July 28, 2008

You think Wisconsin is bad

Have a look at West Virginia.

Earlier this month, former federal solicitor general and famed Cheney/Bush 2000 lawyer Theodore B. Olson filed a petition with the U.S. Supreme Court asking it to hear a case called Caperton v. Massey.

Olson wants the Court to revisit the circumstances of a decision of the Supreme Court of West Virginia that his clients contend represents a notably egregious conflict of interest, in that one of the WV justices refused to step away from the case despite having directly benefited from more than $3 million worth of campaign support from one of the parties, A.T. Massey.

The benefit was getting himself elected to the West Virginia Supreme Court and, petitioner Caperton contends, it was directly and brazenly reimbursed several-fold.

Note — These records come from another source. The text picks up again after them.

//! `fleetlink-store` – the system of record.
//!
//! Persists every dispatched order and direct command in a local SQLite
//! database so the bridge's view of what each robot was asked to do
//! survives restarts.
//!
//! # Modules
//!
//! - [`order_records`] – [`OrderRecordStore`]: order execution records,
//!   their lifecycle transitions and read-only query projections, plus the
//!   [`UnitOfWork`] used by the dispatch path.

pub mod order_records;

pub use order_records::{
    INTERRUPTED_DISPATCH, NewOrderRecord, OrderRecord, OrderRecordStore, StoreError, UNSPECIFIED_FAILURE,
    UnitOfWork,
};
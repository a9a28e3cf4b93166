//! [`MessageGenerator`] – builds protocol envelopes from typed requests.
//!
//! Every envelope gets the next header id of its robot, the current time and
//! the fixed [`PROTOCOL_VERSION`].  Header ids are tracked per device in a
//! sharded concurrent map: the read-modify-write for one device happens under
//! that device's shard lock, so concurrent calls for the same device observe
//! distinct, strictly increasing ids while unrelated devices rarely contend.
//!
//! A request may carry an explicit `header_id` override (replay, testing).
//! Overrides are stamped as given and leave the device counter untouched.

use std::collections::HashMap;

use chrono::Utc;
use dashmap::DashMap;
use fleetlink_types::protocol::{FACTSHEET_ACTION_TYPE, INIT_POSITION_ACTION_TYPE};
use fleetlink_types::{
    Action, BlockingType, Edge, InstantActions, Node, Order, Pose, ProtocolMessage,
    PROTOCOL_VERSION,
};
use serde_json::json;
use uuid::Uuid;

/// Which robot a message is for.
#[derive(Debug, Clone, PartialEq, Eq)]
pub struct DeviceAddress {
    pub device_id: String,
    pub manufacturer: String,
}

impl DeviceAddress {
    pub fn new(device_id: impl Into<String>, manufacturer: impl Into<String>) -> Self {
        Self {
            device_id: device_id.into(),
            manufacturer: manufacturer.into(),
        }
    }
}

#[derive(Debug, Clone)]
pub struct OrderRequest {
    pub device: DeviceAddress,
    pub order_id: String,
    pub order_update_id: u64,
    pub nodes: Vec<Node>,
    pub edges: Vec<Edge>,
    pub header_id: Option<u64>,
}

#[derive(Debug, Clone)]
pub struct InstantActionRequest {
    pub device: DeviceAddress,
    pub actions: Vec<Action>,
    pub header_id: Option<u64>,
}

#[derive(Debug, Clone)]
pub struct FactsheetRequest {
    pub device: DeviceAddress,
    pub header_id: Option<u64>,
}

#[derive(Debug, Clone)]
pub struct InitPositionRequest {
    pub device: DeviceAddress,
    pub pose: Pose,
    pub header_id: Option<u64>,
}

/// One constructor per envelope kind.
#[derive(Debug, Clone)]
pub enum MessageRequest {
    Order(OrderRequest),
    InstantActions(InstantActionRequest),
    FactsheetRequest(FactsheetRequest),
    InitPosition(InitPositionRequest),
}

impl MessageRequest {
    pub fn device(&self) -> &DeviceAddress {
        match self {
            MessageRequest::Order(r) => &r.device,
            MessageRequest::InstantActions(r) => &r.device,
            MessageRequest::FactsheetRequest(r) => &r.device,
            MessageRequest::InitPosition(r) => &r.device,
        }
    }
}

/// Stateful envelope builder.  Share one instance (behind an `Arc`) across
/// the whole process so header ids stay monotonic per device.
#[derive(Debug, Default)]
pub struct MessageGenerator {
    header_ids: DashMap<String, u64>,
}

impl MessageGenerator {
    pub fn new() -> Self {
        Self::default()
    }

    /// Reserve the next header id for `device_id`.  The first id handed out
    /// for a device is `1`.
    pub fn next_header_id(&self, device_id: &str) -> u64 {
        let mut slot = self.header_ids.entry(device_id.to_string()).or_insert(0);
        *slot += 1;
        *slot
    }

    /// The last header id handed out for `device_id`, if any.
    pub fn last_header_id(&self, device_id: &str) -> Option<u64> {
        self.header_ids.get(device_id).map(|v| *v)
    }

    fn header_id(&self, device_id: &str, override_id: Option<u64>) -> u64 {
        override_id.unwrap_or_else(|| self.next_header_id(device_id))
    }

    /// Build the typed envelope for `request`.
    pub fn build(&self, request: MessageRequest) -> ProtocolMessage {
        match request {
            MessageRequest::Order(r) => ProtocolMessage::Order(Order {
                header_id: self.header_id(&r.device.device_id, r.header_id),
                timestamp: Utc::now(),
                version: PROTOCOL_VERSION.to_string(),
                manufacturer: r.device.manufacturer,
                serial_number: r.device.device_id,
                order_id: r.order_id,
                order_update_id: r.order_update_id,
                nodes: r.nodes,
                edges: r.edges,
            }),
            MessageRequest::InstantActions(r) => ProtocolMessage::InstantActions(
                self.instant_actions(r.device, r.header_id, r.actions),
            ),
            MessageRequest::FactsheetRequest(r) => {
                let action = Action::new(
                    FACTSHEET_ACTION_TYPE,
                    synthesized_action_id("factsheet"),
                    BlockingType::None,
                );
                ProtocolMessage::FactsheetRequest(self.instant_actions(
                    r.device,
                    r.header_id,
                    vec![action],
                ))
            }
            MessageRequest::InitPosition(r) => {
                let mut action = Action::new(
                    INIT_POSITION_ACTION_TYPE,
                    synthesized_action_id("init-position"),
                    BlockingType::Hard,
                )
                .with_parameter("x", json!(r.pose.x))
                .with_parameter("y", json!(r.pose.y))
                .with_parameter("theta", json!(r.pose.theta))
                .with_parameter("mapId", json!(r.pose.map_id));
                if let Some(node) = r.pose.last_node_id {
                    action = action.with_parameter("lastNodeId", json!(node));
                }
                ProtocolMessage::InitPosition(self.instant_actions(
                    r.device,
                    r.header_id,
                    vec![action],
                ))
            }
        }
    }

    /// Build and serialise `request` in one step.
    pub fn generate(&self, request: MessageRequest) -> Result<Vec<u8>, serde_json::Error> {
        self.build(request).to_bytes()
    }

    pub fn generate_order(&self, request: OrderRequest) -> Result<Vec<u8>, serde_json::Error> {
        self.generate(MessageRequest::Order(request))
    }

    pub fn generate_instant_action(
        &self,
        request: InstantActionRequest,
    ) -> Result<Vec<u8>, serde_json::Error> {
        self.generate(MessageRequest::InstantActions(request))
    }

    pub fn generate_factsheet_request(
        &self,
        request: FactsheetRequest,
    ) -> Result<Vec<u8>, serde_json::Error> {
        self.generate(MessageRequest::FactsheetRequest(request))
    }

    pub fn generate_init_position(
        &self,
        request: InitPositionRequest,
    ) -> Result<Vec<u8>, serde_json::Error> {
        self.generate(MessageRequest::InitPosition(request))
    }

    fn instant_actions(
        &self,
        device: DeviceAddress,
        header_id: Option<u64>,
        actions: Vec<Action>,
    ) -> InstantActions {
        InstantActions {
            header_id: self.header_id(&device.device_id, header_id),
            timestamp: Utc::now(),
            version: PROTOCOL_VERSION.to_string(),
            manufacturer: device.manufacturer,
            serial_number: device.device_id,
            actions,
        }
    }
}

fn synthesized_action_id(prefix: &str) -> String {
    format!("{prefix}-{}", Uuid::new_v4())
}

/// Apply parameter overrides to every action of a node/edge graph.
///
/// Returns how many parameter values were replaced in total.
pub fn apply_overrides(
    nodes: &mut [Node],
    edges: &mut [Edge],
    overrides: &HashMap<String, serde_json::Value>,
) -> usize {
    if overrides.is_empty() {
        return 0;
    }
    nodes
        .iter_mut()
        .flat_map(|n| n.actions.iter_mut())
        .chain(edges.iter_mut().flat_map(|e| e.actions.iter_mut()))
        .map(|a| a.apply_overrides(overrides))
        .sum()
}
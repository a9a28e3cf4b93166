//! [`TelemetryIngestor`] – the bus consumer that closes the loop between
//! robot telemetry and the execution engine.
//!
//! | Inbound | Effect |
//! |---|---|
//! | `state` | presence refresh; [`Topic::StatusUpdates`] event when the status cache (and the optional rate limiter) let it through; correlation of pending commands |
//! | `connection` | presence update; an offline device's pending commands are failed |
//! | factsheet | manufacturer recorded in the presence tracker |
//!
//! Telemetry that matches nothing is logged at debug level and dropped.
//! Nothing here returns an error to a caller.

use std::sync::Arc;

use fleetlink_kernel::{RateLimiter, StatusCache};
use fleetlink_middleware::{EventBus, Topic};
use fleetlink_types::{
    CommandResult, ConnectionState, DeviceState, DeviceStatus, Event, EventPayload,
};
use tokio::sync::broadcast::error::RecvError;
use tokio::task::JoinHandle;
use tracing::{debug, info, warn};

use crate::engine::ExecutionEngine;
use crate::presence::PresenceTracker;

const EVENT_SOURCE: &str = "fleetlink-runtime::ingest";

pub struct TelemetryIngestor {
    engine: Arc<ExecutionEngine>,
    presence: Arc<PresenceTracker>,
    status_cache: Arc<StatusCache<DeviceStatus>>,
    rate_limiter: Option<Arc<RateLimiter>>,
    bus: EventBus,
}

impl TelemetryIngestor {
    pub fn new(
        engine: Arc<ExecutionEngine>,
        presence: Arc<PresenceTracker>,
        status_cache: Arc<StatusCache<DeviceStatus>>,
        bus: EventBus,
    ) -> Self {
        Self {
            engine,
            presence,
            status_cache,
            rate_limiter: None,
            bus,
        }
    }

    /// Throttle status change events per device.  A throttled change is not
    /// recorded in the status cache, so the next state carrying it is
    /// offered again.
    pub fn with_rate_limiter(mut self, limiter: Arc<RateLimiter>) -> Self {
        self.rate_limiter = Some(limiter);
        self
    }

    /// Process one state message.  Returns the results of every command it
    /// settled.
    pub async fn handle_state(&self, state: &DeviceState) -> Vec<CommandResult> {
        let device_id = state.serial_number.as_str();
        self.presence.observe_state(state);

        let status = state.summary();
        let changed = self
            .status_cache
            .check_and_update_with(device_id, status.clone(), || self.admit(device_id));
        if changed {
            debug!(device_id, "device status changed");
            self.bus.publish(Event::new(
                EVENT_SOURCE,
                EventPayload::DeviceStatusChanged {
                    device_id: device_id.to_string(),
                    status,
                },
            ));
        }

        let settlements = self.engine.pending().correlate(state);
        if settlements.is_empty() {
            debug!(device_id, actions = state.action_states.len(), "state matched no settled command");
            return Vec::new();
        }
        let mut results = Vec::with_capacity(settlements.len());
        for settlement in settlements {
            results.push(self.engine.apply_settlement(settlement).await);
        }
        results
    }

    /// Process one connection message.  Returns the results of the commands
    /// failed because the device went offline.
    pub async fn handle_connection(&self, connection: &ConnectionState) -> Vec<CommandResult> {
        if self.presence.observe_connection(connection) {
            return Vec::new();
        }
        let device_id = connection.serial_number.as_str();
        if let Some(limiter) = &self.rate_limiter {
            limiter.reset(device_id);
        }
        let reason = format!(
            "device {device_id} reported {:?}",
            connection.connection_state
        );
        self.engine
            .fail_pending_for_device(device_id, &reason)
            .await
    }

    fn admit(&self, device_id: &str) -> bool {
        match &self.rate_limiter {
            Some(limiter) if !limiter.allow(device_id) => {
                debug!(device_id, "status change throttled");
                false
            }
            _ => true,
        }
    }

    pub fn handle_factsheet(&self, device_id: &str, document: &serde_json::Value) {
        self.presence.observe_factsheet(device_id, document);
        info!(device_id, "factsheet received");
    }

    /// Dispatch a bus event to the matching handler.  Events the ingestor
    /// does not consume are ignored.
    pub async fn handle_event(&self, event: &Event) {
        match &event.payload {
            EventPayload::DeviceState(state) => {
                self.handle_state(state).await;
            }
            EventPayload::Connection(connection) => {
                self.handle_connection(connection).await;
            }
            EventPayload::Factsheet {
                device_id,
                document,
            } => self.handle_factsheet(device_id, document),
            EventPayload::DeviceStatusChanged { .. } | EventPayload::CommandResult(_) => {}
        }
    }

    /// Consume [`Topic::Telemetry`] and [`Topic::Connection`] until the bus
    /// closes or the handle is aborted.
    pub fn spawn(self: Arc<Self>) -> JoinHandle<()> {
        let mut telemetry = self.bus.subscribe_to(Topic::Telemetry);
        let mut connection = self.bus.subscribe_to(Topic::Connection);
        tokio::spawn(async move {
            loop {
                let received = tokio::select! {
                    r = telemetry.recv() => r,
                    r = connection.recv() => r,
                };
                match received {
                    Ok(event) => self.handle_event(&event).await,
                    Err(RecvError::Lagged(skipped)) => {
                        warn!(skipped, "telemetry ingestor lagged; events dropped");
                    }
                    Err(RecvError::Closed) => {
                        info!("event bus closed; telemetry ingestor stopping");
                        break;
                    }
                }
            }
        })
    }
}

That justice, Brent Benjamin, found in favor of Massey to the tune of $50 million — now $76 million with interest — the value of a judgment against Massey in a lower court that Benjamin helped overturn. Benjamin wasn't on the WV Supreme Court at the time of the original judgment; in fact Massey devised its campaign to seat Benjamin in the immediate wake of losing the judgment.

According to the dissenting WV Supreme Court justices, Benjamin basically made up the law as he went along in order to reach the conclusion that best suited his generous benefactor, A.T. Massey.

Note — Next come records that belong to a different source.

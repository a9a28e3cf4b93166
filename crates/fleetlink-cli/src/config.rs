//! Configuration vault – reads/writes `~/.fleetlink/config.toml`.

use serde::{Deserialize, Serialize};
use std::fs;
use std::path::PathBuf;
use std::time::Duration;

use fleetlink_middleware::destination::{
    DEFAULT_HTTP_URL_TEMPLATE, DEFAULT_ROOT_NAMESPACE, DEFAULT_STREAM_URL_TEMPLATE,
};
use fleetlink_middleware::{DestinationResolver, MqttConfig};
use fleetlink_runtime::presence::DEFAULT_FALLBACK_MANUFACTURER;
use fleetlink_types::TransportKind;

/// Broker settings for the message-queue transport.
#[derive(Clone, Serialize, Deserialize)]
pub struct MqttSection {
    #[serde(default = "default_mqtt_host")]
    pub host: String,

    #[serde(default = "default_mqtt_port")]
    pub port: u16,

    #[serde(default = "default_client_id")]
    pub client_id: String,

    #[serde(default, skip_serializing_if = "Option::is_none")]
    pub username: Option<String>,

    /// Stored as plain text; the file is written owner-only.
    #[serde(default, skip_serializing_if = "Option::is_none")]
    pub password: Option<String>,

    #[serde(default = "default_keep_alive_secs")]
    pub keep_alive_secs: u64,

    #[serde(default = "default_publish_timeout_ms")]
    pub publish_timeout_ms: u64,

    /// Topic prefix, `{root}/{manufacturer}/{deviceId}/{kind}`.
    #[serde(default = "default_root_namespace")]
    pub root_namespace: String,
}

impl std::fmt::Debug for MqttSection {
    fn fmt(&self, f: &mut std::fmt::Formatter<'_>) -> std::fmt::Result {
        f.debug_struct("MqttSection")
            .field("host", &self.host)
            .field("port", &self.port)
            .field("client_id", &self.client_id)
            .field("username", &self.username)
            .field(
                "password",
                if self.password.is_some() { &"<redacted>" } else { &"<not set>" },
            )
            .field("keep_alive_secs", &self.keep_alive_secs)
            .field("publish_timeout_ms", &self.publish_timeout_ms)
            .field("root_namespace", &self.root_namespace)
            .finish()
    }
}

impl Default for MqttSection {
    fn default() -> Self {
        Self {
            host: default_mqtt_host(),
            port: default_mqtt_port(),
            client_id: default_client_id(),
            username: None,
            password: None,
            keep_alive_secs: default_keep_alive_secs(),
            publish_timeout_ms: default_publish_timeout_ms(),
            root_namespace: default_root_namespace(),
        }
    }
}

/// Settings shared by the HTTP and streaming transports.
#[derive(Debug, Clone, Serialize, Deserialize)]
pub struct EndpointSection {
    /// URL with a `{deviceId}` placeholder.
    pub url_template: String,

    #[serde(default = "default_endpoint_timeout_ms")]
    pub timeout_ms: u64,
}

#[derive(Debug, Clone, Serialize, Deserialize)]
pub struct StatusCacheSection {
    #[serde(default = "default_heartbeat_secs")]
    pub heartbeat_secs: u64,
    #[serde(default = "default_ttl_secs")]
    pub ttl_secs: u64,
    #[serde(default = "default_sweep_interval_secs")]
    pub sweep_interval_secs: u64,
}

impl StatusCacheSection {
    pub fn heartbeat(&self) -> Duration {
        at_least_one_second(self.heartbeat_secs)
    }

    pub fn ttl(&self) -> Duration {
        at_least_one_second(self.ttl_secs)
    }

    pub fn sweep_interval(&self) -> Duration {
        at_least_one_second(self.sweep_interval_secs)
    }
}

/// Zero periods from the file are raised to one second; timers reject zero.
fn at_least_one_second(secs: u64) -> Duration {
    Duration::from_secs(secs.max(1))
}

impl Default for StatusCacheSection {
    fn default() -> Self {
        Self {
            heartbeat_secs: default_heartbeat_secs(),
            ttl_secs: default_ttl_secs(),
            sweep_interval_secs: default_sweep_interval_secs(),
        }
    }
}

#[derive(Debug, Clone, Serialize, Deserialize)]
pub struct RateLimitSection {
    #[serde(default = "default_min_interval_ms")]
    pub min_interval_ms: u64,
    #[serde(default = "default_burst_interval_ms")]
    pub burst_interval_ms: u64,
}

impl Default for RateLimitSection {
    fn default() -> Self {
        Self {
            min_interval_ms: default_min_interval_ms(),
            burst_interval_ms: default_burst_interval_ms(),
        }
    }
}

/// Persisted bridge configuration stored in `~/.fleetlink/config.toml`.
#[derive(Debug, Clone, Serialize, Deserialize)]
pub struct Config {
    /// Transport used when a command does not name one.
    #[serde(default = "default_transport")]
    pub default_transport: TransportKind,

    /// SQLite file holding order execution records.  Defaults to
    /// `orders.db` next to the config file.
    #[serde(default, skip_serializing_if = "Option::is_none")]
    pub database_path: Option<PathBuf>,

    /// JSON template catalog loaded at startup.
    #[serde(default, skip_serializing_if = "Option::is_none")]
    pub templates_path: Option<PathBuf>,

    /// Manufacturer used in topics for robots that never reported one.
    #[serde(default = "default_fallback_manufacturer")]
    pub fallback_manufacturer: String,

    /// Seconds a direct command may wait for a result before it is failed.
    #[serde(default = "default_pending_ttl_secs")]
    pub pending_ttl_secs: u64,

    #[serde(default)]
    pub mqtt: MqttSection,

    #[serde(default = "default_http_section")]
    pub http: EndpointSection,

    #[serde(default = "default_stream_section")]
    pub stream: EndpointSection,

    #[serde(default)]
    pub status_cache: StatusCacheSection,

    #[serde(default)]
    pub rate_limit: RateLimitSection,
}

fn default_mqtt_host() -> String {
    "localhost".to_string()
}
fn default_mqtt_port() -> u16 {
    1883
}
fn default_client_id() -> String {
    "fleetlink".to_string()
}
fn default_keep_alive_secs() -> u64 {
    30
}
fn default_publish_timeout_ms() -> u64 {
    5_000
}
fn default_root_namespace() -> String {
    DEFAULT_ROOT_NAMESPACE.to_string()
}
fn default_endpoint_timeout_ms() -> u64 {
    10_000
}
fn default_http_section() -> EndpointSection {
    EndpointSection {
        url_template: DEFAULT_HTTP_URL_TEMPLATE.to_string(),
        timeout_ms: default_endpoint_timeout_ms(),
    }
}
fn default_stream_section() -> EndpointSection {
    EndpointSection {
        url_template: DEFAULT_STREAM_URL_TEMPLATE.to_string(),
        timeout_ms: default_endpoint_timeout_ms(),
    }
}
fn default_heartbeat_secs() -> u64 {
    10
}
fn default_ttl_secs() -> u64 {
    300
}
fn default_sweep_interval_secs() -> u64 {
    60
}
fn default_min_interval_ms() -> u64 {
    500
}
fn default_burst_interval_ms() -> u64 {
    5_000
}
fn default_transport() -> TransportKind {
    TransportKind::Queue
}
fn default_fallback_manufacturer() -> String {
    DEFAULT_FALLBACK_MANUFACTURER.to_string()
}
fn default_pending_ttl_secs() -> u64 {
    600
}

impl Default for Config {
    fn default() -> Self {
        Self {
            default_transport: default_transport(),
            database_path: None,
            templates_path: None,
            fallback_manufacturer: default_fallback_manufacturer(),
            pending_ttl_secs: default_pending_ttl_secs(),
            mqtt: MqttSection::default(),
            http: default_http_section(),
            stream: default_stream_section(),
            status_cache: StatusCacheSection::default(),
            rate_limit: RateLimitSection::default(),
        }
    }
}

impl Config {
    pub fn mqtt_config(&self) -> MqttConfig {
        MqttConfig {
            host: self.mqtt.host.clone(),
            port: self.mqtt.port,
            client_id: self.mqtt.client_id.clone(),
            username: self.mqtt.username.clone(),
            password: self.mqtt.password.clone(),
            keep_alive: Duration::from_secs(self.mqtt.keep_alive_secs),
            publish_timeout: Duration::from_millis(self.mqtt.publish_timeout_ms),
        }
    }

    pub fn resolver(&self) -> DestinationResolver {
        DestinationResolver::new(
            &self.mqtt.root_namespace,
            &self.http.url_template,
            &self.stream.url_template,
        )
    }

    pub fn pending_ttl(&self) -> Duration {
        at_least_one_second(self.pending_ttl_secs)
    }

    /// The configured database path, or `orders.db` beside `config_file`.
    pub fn database_path_or(&self, config_file: &std::path::Path) -> PathBuf {
        match &self.database_path {
            Some(path) => path.clone(),
            None => config_file
                .parent()
                .map(|dir| dir.join("orders.db"))
                .unwrap_or_else(|| PathBuf::from("orders.db")),
        }
    }
}

/// Return the path to `~/.fleetlink/config.toml`.
pub fn config_path() -> PathBuf {
    config_path_for_home(
        &std::env::var("HOME")
            .or_else(|_| std::env::var("USERPROFILE"))
            .unwrap_or_else(|_| ".".to_string()),
    )
}

pub(crate) fn config_path_for_home(home: &str) -> PathBuf {
    PathBuf::from(home).join(".fleetlink").join("config.toml")
}

/// Load the config file as written.  Returns `None` if it does not exist.
pub fn load() -> Result<Option<Config>, String> {
    load_from(&config_path())
}

pub(crate) fn load_from(path: &PathBuf) -> Result<Option<Config>, String> {
    if !path.exists() {
        return Ok(None);
    }
    let raw = fs::read_to_string(path)
        .map_err(|e| format!("Failed to read config at {}: {}", path.display(), e))?;
    let cfg: Config = toml::from_str(&raw).map_err(|e| format!("Failed to parse config: {}", e))?;
    Ok(Some(cfg))
}

/// `cfg` as the bridge runs it: [`apply_env_overrides`] on top of whatever
/// was loaded, wizard-built or defaulted.  Nothing is written back.
pub fn with_env_overrides(mut cfg: Config) -> Config {
    apply_env_overrides(&mut cfg);
    cfg
}

/// Apply `FLEETLINK_*` environment variable overrides to `cfg`.  Values
/// that do not parse are ignored.
///
/// | Variable | Config field |
/// |---|---|
/// | `FLEETLINK_MQTT_HOST` | `mqtt.host` |
/// | `FLEETLINK_MQTT_PORT` | `mqtt.port` |
/// | `FLEETLINK_DEFAULT_TRANSPORT` | `default_transport` |
/// | `FLEETLINK_DATABASE_PATH` | `database_path` |
/// | `FLEETLINK_TEMPLATES_PATH` | `templates_path` |
pub fn apply_env_overrides(cfg: &mut Config) {
    if let Ok(v) = std::env::var("FLEETLINK_MQTT_HOST") {
        cfg.mqtt.host = v;
    }
    if let Ok(v) = std::env::var("FLEETLINK_MQTT_PORT")
        && let Ok(port) = v.parse::<u16>()
    {
        cfg.mqtt.port = port;
    }
    if let Ok(v) = std::env::var("FLEETLINK_DEFAULT_TRANSPORT")
        && let Ok(kind) = v.parse::<TransportKind>()
    {
        cfg.default_transport = kind;
    }
    if let Ok(v) = std::env::var("FLEETLINK_DATABASE_PATH") {
        cfg.database_path = Some(PathBuf::from(v));
    }
    if let Ok(v) = std::env::var("FLEETLINK_TEMPLATES_PATH") {
        cfg.templates_path = Some(PathBuf::from(v));
    }
}

/// Save the config to disk, creating `~/.fleetlink/` if necessary.
pub fn save(cfg: &Config) -> Result<(), String> {
    save_to(cfg, &config_path())
}

pub(crate) fn save_to(cfg: &Config, path: &PathBuf) -> Result<(), String> {
    if let Some(parent) = path.parent() {
        fs::create_dir_all(parent)
            .map_err(|e| format!("Failed to create config directory: {}", e))?;
        // Owner-only (rwx------) on Unix; the file may hold broker credentials.
        #[cfg(unix)]
        {
            use std::os::unix::fs::PermissionsExt;
            fs::set_permissions(parent, fs::Permissions::from_mode(0o700))
                .map_err(|e| format!("Failed to set config directory permissions: {}", e))?;
        }
    }
    let raw =
        toml::to_string_pretty(cfg).map_err(|e| format!("Failed to serialize config: {}", e))?;
    #[cfg(unix)]
    {
        use std::os::unix::fs::OpenOptionsExt;
        fs::OpenOptions::new()
            .write(true)
            .create(true)
            .truncate(true)
            .mode(0o600)
            .open(path)
            .and_then(|mut f| {
                use std::io::Write;
                f.write_all(raw.as_bytes())
            })
            .map_err(|e| format!("Failed to write config at {}: {}", path.display(), e))?;
    }
    #[cfg(not(unix))]
    fs::write(path, raw)
        .map_err(|e| format!("Failed to write config at {}: {}", path.display(), e))?;
    Ok(())
}
//! The transport abstraction.
//!
//! The bridge never speaks directly to MQTT, HTTP or WebSockets.  It hands a
//! serialised envelope and a destination to a [`Transport`], and the
//! transport owns everything about the wire: connection lifecycle,
//! timeouts and error mapping.
//!
//! - [`MqttTransport`][crate::mqtt::MqttTransport] – publishes to a broker.
//! - [`HttpTransport`][crate::http::HttpTransport] – POSTs to a per-robot URL.
//! - [`StreamTransport`][crate::stream::StreamTransport] – writes text frames
//!   to a per-robot WebSocket.

use async_trait::async_trait;
use fleetlink_types::{RequestContext, TransportError, TransportKind};

/// Every wire transport must implement this trait.
///
/// # Contract
///
/// * `send` delivers `payload` to `destination` (a topic or a URL,
///   depending on the transport).  Failures are returned as typed
///   [`TransportError`]s and are never retried here.  A cancelled `ctx`
///   aborts the send with [`TransportError::Cancelled`].
/// * `close` releases the transport's connections.  Sends after `close`
///   fail with [`TransportError::NotConnected`].
#[async_trait]
pub trait Transport: Send + Sync {
    fn kind(&self) -> TransportKind;

    async fn send(
        &self,
        ctx: &RequestContext,
        destination: &str,
        payload: &[u8],
    ) -> Result<(), TransportError>;

    async fn close(&self) -> Result<(), TransportError>;
}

Apart from that, the SCOTUS petition argues that Benjamin's conflict of interest was so facially blatant it violated the 14th Amendment's Due Process guarantees. Benjamin acted as Chief Justice in the case after the actual C.J. was observed frolicking with A.T. Massey's president and CEO, Don Blankenship, in Monte Carlo.

The case arises from a dispute between two WV coal companies, A.T. Massey and Harman Corp., many of the details of which are reported in the Charleston (WV) Gazette as well as in Olson's petition.

The $3 million-plus was spent waging a political campaign that should sound strikingly familiar to Wisconsinites, and possibly even instructive for future use, especially in view of what SCOTUS may decide to do with the petition (it needn't accept it, but if anybody's going to lend it persuasive heft, it's Theodore Olson).

Rather than extol the virtues of his favored candidate, Don Blankenship set up a § 527 organization called "And For The Sake Of The Kids" which aired teevee ads that attacked Benjamin's opponent, then-incumbent Justice Warren McGraw.

The ads stated, "Letting a child rapist go free? To work in our schools? That's radical Supreme Court Justice Warren McGraw. Warren McGraw — too soft on crime. Too dangerous for our kids."

Blankenship also coordinated a letter writing campaign to the State's physicians, ostensibly appealing to their business concerns over medical malpractice insurance premiums, but actually asking them to help "get rid of a judge ... who let a rapist of children out of jail."

Makes you wonder where Mike Gableman and his various enablers and defenders came up with their own election strategery, don't it.

Olson's petition to SCOTUS is available here (.pdf; 38 pgs.).

2 comments:

  1. The Wisconsin Supreme Court just issued an opinion yesterday on judicial disqualification, specifically centered around Justice Butler. Justice Prosser's concurrence is...interesting:

    ¶62 It is entirely reasonable to have a dispassionate discussion on the role of public funding in judicial campaigns. But people who care about the judiciary must also look long and hard at why supreme court elections have become so contentious and expensive.

    ¶63A court that is in the vanguard of making and changing law in a way that greatly benefits some interest groups and seriously damages others is a court that is actively, if inadvertently, promoting the politicization of its own elections. Every litigant believes he is entitled to an impartial review of his case. If litigants do not believe they can get an impartial review of their cases, they will inevitably attempt to change the composition of the court.

    http://www.wicourts.gov/sc/opinion/DisplayDocument.html?content=html&seqNo=33585#_ftnref12

    I'm not sure what to make of this. Don't rattle the cages of the money mongers? Or always split the baby? Seems to me that independence is part and parcel of tough calls.